How Does Myndshft Help with Prior Authorization?
Myndshft offers an automated solution that is designed for the specific needs of
- post-acute care facilities
- diagnostics and genomic labs
- specialty pharmacies
- infusion providers
- primary care
- other alternative site care organizations
- Insurance companies
Through this solution, care providers can automate the entire prior authorization workflow beginning as early as when a patient is first referred or scheduled. Myndshft eliminates the need to manually cut and paste data from portals by connecting directly with the Provider’s electronic health record, pharmacy, laboratory, and insurance company systems. Myndshft is accelerating advancements to improve trust while eliminating unnecessary intermediaries. The use of Myndshft can reduce manual tasks by as much as 90%, which allows organizations to resolve more prior authorization requests with less time and less effort.

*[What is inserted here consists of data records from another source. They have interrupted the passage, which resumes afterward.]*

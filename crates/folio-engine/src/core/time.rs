/// Upper bound on a single frame delta in milliseconds.
/// A backgrounded tab can hand us multi-second deltas; those are clamped so
/// every player resumes where it paused instead of fast-forwarding.
pub const MAX_FRAME_MS: f64 = 250.0;

/// Cap on steps executed by one `Sequencer::advance` call.
/// A counter stepping every 16 ms loses ticks when a frame takes longer than 160 ms.
pub const MAX_STEPS_PER_ADVANCE: u32 = 10;

/// A timed state machine.
///
/// Each call performs exactly one transition, pushes whatever it produced
/// into `out`, and returns the delay in milliseconds until the next call.
/// `None` means the machine is finished and should not be stepped again.
pub trait Step {
    type Output;

    fn step(&mut self, out: &mut Vec<Self::Output>) -> Option<f64>;
}

/// Variable-step accumulator that drives a [`Step`] machine from frame deltas.
///
/// The host feeds elapsed milliseconds; whenever the pending delay runs out the
/// machine is stepped and the delay it returns is added back. Steps are strictly
/// sequential: a step never runs before the previous one returned.
#[derive(Debug, Clone)]
pub struct Sequencer {
    /// Milliseconds left before the next step. Meaningless while idle.
    wait: f64,
    armed: bool,
}

impl Sequencer {
    /// A sequencer that fires its first step after `delay` milliseconds.
    pub fn new(delay: f64) -> Self {
        Self {
            wait: delay.max(0.0),
            armed: true,
        }
    }

    /// A sequencer that does nothing until [`arm`](Self::arm) is called.
    pub fn idle() -> Self {
        Self {
            wait: 0.0,
            armed: false,
        }
    }

    /// (Re)schedule the next step `delay` milliseconds from now.
    pub fn arm(&mut self, delay: f64) {
        self.wait = delay.max(0.0);
        self.armed = true;
    }

    /// Stop stepping. Pending delay is discarded.
    pub fn disarm(&mut self) {
        self.armed = false;
        self.wait = 0.0;
    }

    pub fn is_armed(&self) -> bool {
        self.armed
    }

    /// Milliseconds until the next step, if armed.
    pub fn remaining(&self) -> Option<f64> {
        self.armed.then_some(self.wait)
    }

    /// Advance by `dt` milliseconds and step `machine` as many times as are due.
    /// Returns the number of steps executed.
    pub fn advance<S: Step>(&mut self, dt: f64, machine: &mut S, out: &mut Vec<S::Output>) -> u32 {
        if !self.armed {
            return 0;
        }

        self.wait -= dt.clamp(0.0, MAX_FRAME_MS);
        let mut steps = 0;
        while self.wait <= 0.0 {
            if steps == MAX_STEPS_PER_ADVANCE {
                // Drop the backlog rather than spiral.
                self.wait = 0.0;
                break;
            }
            steps += 1;
            match machine.step(out) {
                Some(next) => self.wait += next.max(0.0),
                None => {
                    self.disarm();
                    break;
                }
            }
        }
        steps
    }
}

#[cfg(test)]
mod tests {
    use super::*;

    /// Emits its step number, waits `delay` between steps, stops after `limit`.
    struct Ticker {
        n: u32,
        limit: u32,
        delay: f64,
    }

    impl Step for Ticker {
        type Output = u32;

        fn step(&mut self, out: &mut Vec<u32>) -> Option<f64> {
            self.n += 1;
            out.push(self.n);
            (self.n < self.limit).then_some(self.delay)
        }
    }

    fn ticker(limit: u32, delay: f64) -> Ticker {
        Ticker { n: 0, limit, delay }
    }

    #[test]
    fn waits_for_initial_delay() {
        let mut seq = Sequencer::new(100.0);
        let mut t = ticker(5, 10.0);
        let mut out = Vec::new();
        assert_eq!(seq.advance(99.0, &mut t, &mut out), 0);
        assert_eq!(seq.advance(1.0, &mut t, &mut out), 1);
        assert_eq!(out, vec![1]);
    }

    #[test]
    fn runs_multiple_due_steps_in_one_advance() {
        let mut seq = Sequencer::new(0.0);
        let mut t = ticker(100, 16.0);
        let mut out = Vec::new();
        // 0 ms, 16 ms, 32 ms are all due at t = 40.
        assert_eq!(seq.advance(40.0, &mut t, &mut out), 3);
        assert_eq!(seq.remaining(), Some(8.0));
    }

    #[test]
    fn finishing_disarms() {
        let mut seq = Sequencer::new(0.0);
        let mut t = ticker(2, 5.0);
        let mut out = Vec::new();
        seq.advance(100.0, &mut t, &mut out);
        assert_eq!(out, vec![1, 2]);
        assert!(!seq.is_armed());
        assert_eq!(seq.advance(100.0, &mut t, &mut out), 0);
    }

    #[test]
    fn caps_steps_per_advance() {
        let mut seq = Sequencer::new(0.0);
        let mut t = ticker(1000, 1.0);
        let mut out = Vec::new();
        assert_eq!(seq.advance(200.0, &mut t, &mut out), MAX_STEPS_PER_ADVANCE);
        assert_eq!(seq.remaining(), Some(0.0));
    }

    #[test]
    fn clamps_huge_frame_delta() {
        let mut seq = Sequencer::new(1000.0);
        let mut t = ticker(10, 10.0);
        let mut out = Vec::new();
        seq.advance(60_000.0, &mut t, &mut out);
        assert!(out.is_empty(), "a stalled frame must not skip the delay");
        assert_eq!(seq.remaining(), Some(1000.0 - MAX_FRAME_MS));
    }

    #[test]
    fn idle_until_armed() {
        let mut seq = Sequencer::idle();
        let mut t = ticker(3, 1.0);
        let mut out = Vec::new();
        assert_eq!(seq.advance(50.0, &mut t, &mut out), 0);
        seq.arm(10.0);
        assert_eq!(seq.advance(10.0, &mut t, &mut out), 1);
    }
}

What Makes Myndshft’s Platform Unique?
Myndshft’s solutions are built upon something they call their “CognitiveBus”, Myndshft’s proprietary artificial intelligence engine. CognitiveBus is also an accelerator, a toolkit, and a native enterprise blockchain platform. This platform is designed to meet the unique needs of healthcare organizations and is the first of its kind.
CognitiveBus has “plug and play” tooling, industry accelerators, and cognitive building blocks. These capabilities allow the platform to remove the normal complexity that is associated with deploying artificial intelligence, making it more affordable and accessible to the average provider office or facility.

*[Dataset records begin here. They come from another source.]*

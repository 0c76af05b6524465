use crate::api::types::PageEvent;

/// A queue of engine-to-host commands.
/// The engine pushes while ticking; the web layer drains and applies them to the DOM.
pub struct EventQueue {
    events: Vec<PageEvent>,
}

impl EventQueue {
    pub fn new() -> Self {
        Self {
            events: Vec::with_capacity(32),
        }
    }

    pub fn push(&mut self, event: PageEvent) {
        self.events.push(event);
    }

    /// Mutable access for `Sequencer::advance`, which appends in place.
    pub fn buffer(&mut self) -> &mut Vec<PageEvent> {
        &mut self.events
    }

    /// Drain all pending events. Returns a Vec and clears the queue.
    pub fn drain(&mut self) -> Vec<PageEvent> {
        std::mem::take(&mut self.events)
    }
}

impl Default for EventQueue {
    fn default() -> Self {
        Self::new()
    }
}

Myndshft works by maintaining a vast library of rules for thousands of payers. This allows the platform to automatically recognize the identities of patients and providers and verify that all data submitted for prior authorization is complete and complies with all rules and policies.
CognitiveBus allows Myndshft to do all of this instantaneously and function as a self-learning system. It then advises the insurance company whether or not to approve, deny or manually review. When the insurance company makes a decision that choice goes to a feedback loop allowing Myndshft to improve accuracy on the next transaction.
Myndshft integrates with an organization’s existing infrastructure, so users are not required to learn new software or log into an extra portal.
Furthermore, Myndshft continuously monitors the status of each prior authorization request that has been submitted. This eliminates the need for manual tasks such as making calls or sending emails.
Myndshft takes an end-to-end approach to fully automate the prior authorization process. This approach includes:
- utilizing an enterprise master patient index to identify each patient
- direct integration into core Health IT systems
- maintaining a comprehensive payer rules library to automatically synchronize eligibility and prior authorization rules
- real-time verification of eligibility and benefits
- a single source for direct connections to all payers
Through this approach, Myndshft offers a fully automated and orchestrated solution that operates in real-time.
With significant strides in the US market and through strategic channel partnerships emerging we believe you or a loved one will soon benefit from this quality-of-life improving solution even if you do not actually see it with your own eyes. We also believe Myndshft is well-positioned to become a major stakeholder in the advent of smart contracts and decentralized insurance communities.